Алла Леонидовна проводила еженедельные совещания. Говорила о дисциплине, напоминала, что на работу нужно приходить вовремя, а не так, как некоторые. Плюша слушала, рисовала в блокноте квадратики и заштриховывала их.

Вскоре сложилась в музее маленькая группка, с которой Алла Леонидовна пила у себя по пятницам чай с вареньями, которые варила сама. Говорили, вкусно. Плюша в этот круг не входила. Только один раз, на Восьмое марта, попробовала шарлотку, приготовленную директрисой. Дожевала напоминавший резину бисквит, тяжело проглотила и запила газированной водой.

Получила первый выговор. Да, она опаздывала. Но ведь и уходила позже, и в выходной могла прийти, если надо. «Хочешь, съезжу поговорю с ней?» — Натали постукивала по столу. Плюша быстро мотала головой. Нет. Нет. Не надо.

Иногда она ездила к Геворкяну. Он вдруг как-то постарел, но при Плюше старался держаться. Сам варил себе супы, мерил давление, шутил. Плюша плакалась ему на музейные дела, Геворкян пересаживался на диван и слушал. Иногда поглядывал в тихо работавший телевизор, который завел, выйдя на пенсию.

— А знаете, — сказал как-то, — на меня подали в суд… Да, ваша Леонидовна. Обнаружила какие-то финансовые нарушения, в которых я повинен.

Плюша возвращалась через поле: другую дорогу перекопали, меняли трубы. Дул слабый ветер, качались тяжелые соцветия борщевика.

На следующий день она постучала в директорский кабинет. В файлике было заявление об уходе.
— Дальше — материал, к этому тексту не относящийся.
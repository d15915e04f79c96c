//! Device control example

use std::time::Duration;

use guaritaip::{Device, DeviceConfig, DisplayRows};
use tracing_subscriber::EnvFilter;

#[tokio::main]
async fn main() -> guaritaip::Result<()> {
    tracing_subscriber::fmt()
        .with_env_filter(EnvFilter::try_from_default_env().unwrap_or_else(|_| EnvFilter::new("info")))
        .init();

    let ip = std::env::var("DEVICE_IP").unwrap_or_else(|_| "192.168.1.50".to_string());
    let port = std::env::var("DEVICE_PORT")
        .ok()
        .and_then(|p| p.parse().ok())
        .unwrap_or(9000);
    let access_code = std::env::var("DEVICE_ACCESS_CODE").unwrap_or_default();

    let config = DeviceConfig::new(ip, port)
        .with_access_code(access_code)
        .with_default_timeout(Duration::from_secs(2));
    let device = Device::with_config(config);

    // Update the display
    println!("Writing identification...");
    device
        .write_identification(
            DisplayRows::Both {
                row2: "504f525441524941",
                row3: "424c4f434f2041",
            },
            None,
        )
        .await?;

    let identification = device.read_identification(None).await?;
    println!("Identification reply: {:02X?}", &identification[..]);

    // Push current data to every receptor
    println!("Refreshing receptors...");
    match device.refresh_receptors(None).await {
        Ok(()) => println!("Receptors refreshed"),
        Err(e) if e.is_truncated() => println!("Refresh still running: {}", e),
        Err(e) => return Err(e),
    }

    println!("Done!");

    Ok(())
}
Алла Леонидовна отвлеклась от монитора.

— А, Полина… Станиславовна, — неуверенно прибавила отчество. — Заходите. Да, вот этот стул, поближе… Чем порадуем?
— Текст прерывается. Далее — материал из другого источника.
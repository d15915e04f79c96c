//! High-level error types

use guaritaip_core::Command;

pub type Result<T> = std::result::Result<T, Error>;

#[derive(Debug, thiserror::Error)]
pub enum Error {
    #[error("Core protocol error: {0}")]
    Core(#[from] guaritaip_core::Error),

    #[error("Transport error: {0}")]
    Transport(#[from] guaritaip_transport::Error),

    #[error("Type error: {0}")]
    Types(#[from] guaritaip_types::Error),

    /// Device closed the connection instead of acknowledging the access code
    #[error("Access code not acknowledged by device")]
    AccessDenied,

    /// Fewer bytes arrived than the command's reply length
    #[error("Short reply to {command}: expected {expected} bytes, got {actual}")]
    ShortReply {
        command: Command,
        expected: usize,
        actual: usize,
    },

    /// Reply of the right size with the wrong content
    #[error("Unexpected reply to {command}: expected [{expected}], got [{actual}]")]
    UnexpectedReply {
        command: Command,
        expected: String,
        actual: String,
    },

    #[error("Row {row} is {len} characters long (max: {max})")]
    RowTooLong {
        row: u8,
        len: usize,
        max: usize,
    },

    /// Row is not an even-length hex payload
    #[error("Row {row} is not a hex payload")]
    InvalidRowText {
        row: u8,
    },

    #[error("Invalid receptor address {0} (expected 1-8)")]
    InvalidReceptorAddress(u8),

    #[error("Operation not supported: {0}")]
    NotSupported(String),
}

impl Error {
    pub(crate) fn unexpected_reply(command: Command, expected: &[u8], actual: &[u8]) -> Self {
        Self::UnexpectedReply {
            command,
            expected: hex::encode(expected),
            actual: hex::encode(actual),
        }
    }

    /// Device could not be reached or refused the session
    pub fn is_unreachable(&self) -> bool {
        matches!(self, Self::Transport(_) | Self::AccessDenied)
    }

    /// Device answered, but not with the expected reply
    pub fn is_rejected(&self) -> bool {
        matches!(self, Self::UnexpectedReply { .. } | Self::Types(_))
    }

    /// Reply was cut short; a slow device and a malformed reply look alike
    pub fn is_truncated(&self) -> bool {
        matches!(self, Self::ShortReply { .. })
    }
}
Плюша просидела у нее почти час. Ушла с неподписанным заявлением.

— Поймите, милая моя, отчетность есть отчетность, — говорила Алла Леонидовна, провожая ее до двери. — Рано или поздно эти нарушения… А там очень серьезные нарушения, понимаете? И они бы все равно всплыли. И грантовые средства, и деньги попечителей, там такое… Мы просто решили на опережение, чтобы, главное, отвести удар от музея. Ричарду Георгиевичу все равно ничего не будет, он пенсионер, он у нас заслуженный человек с авторитетом… Поэтому давайте не торопиться, Полина Станиславовна… Или можно я вас просто буду называть Плюшей?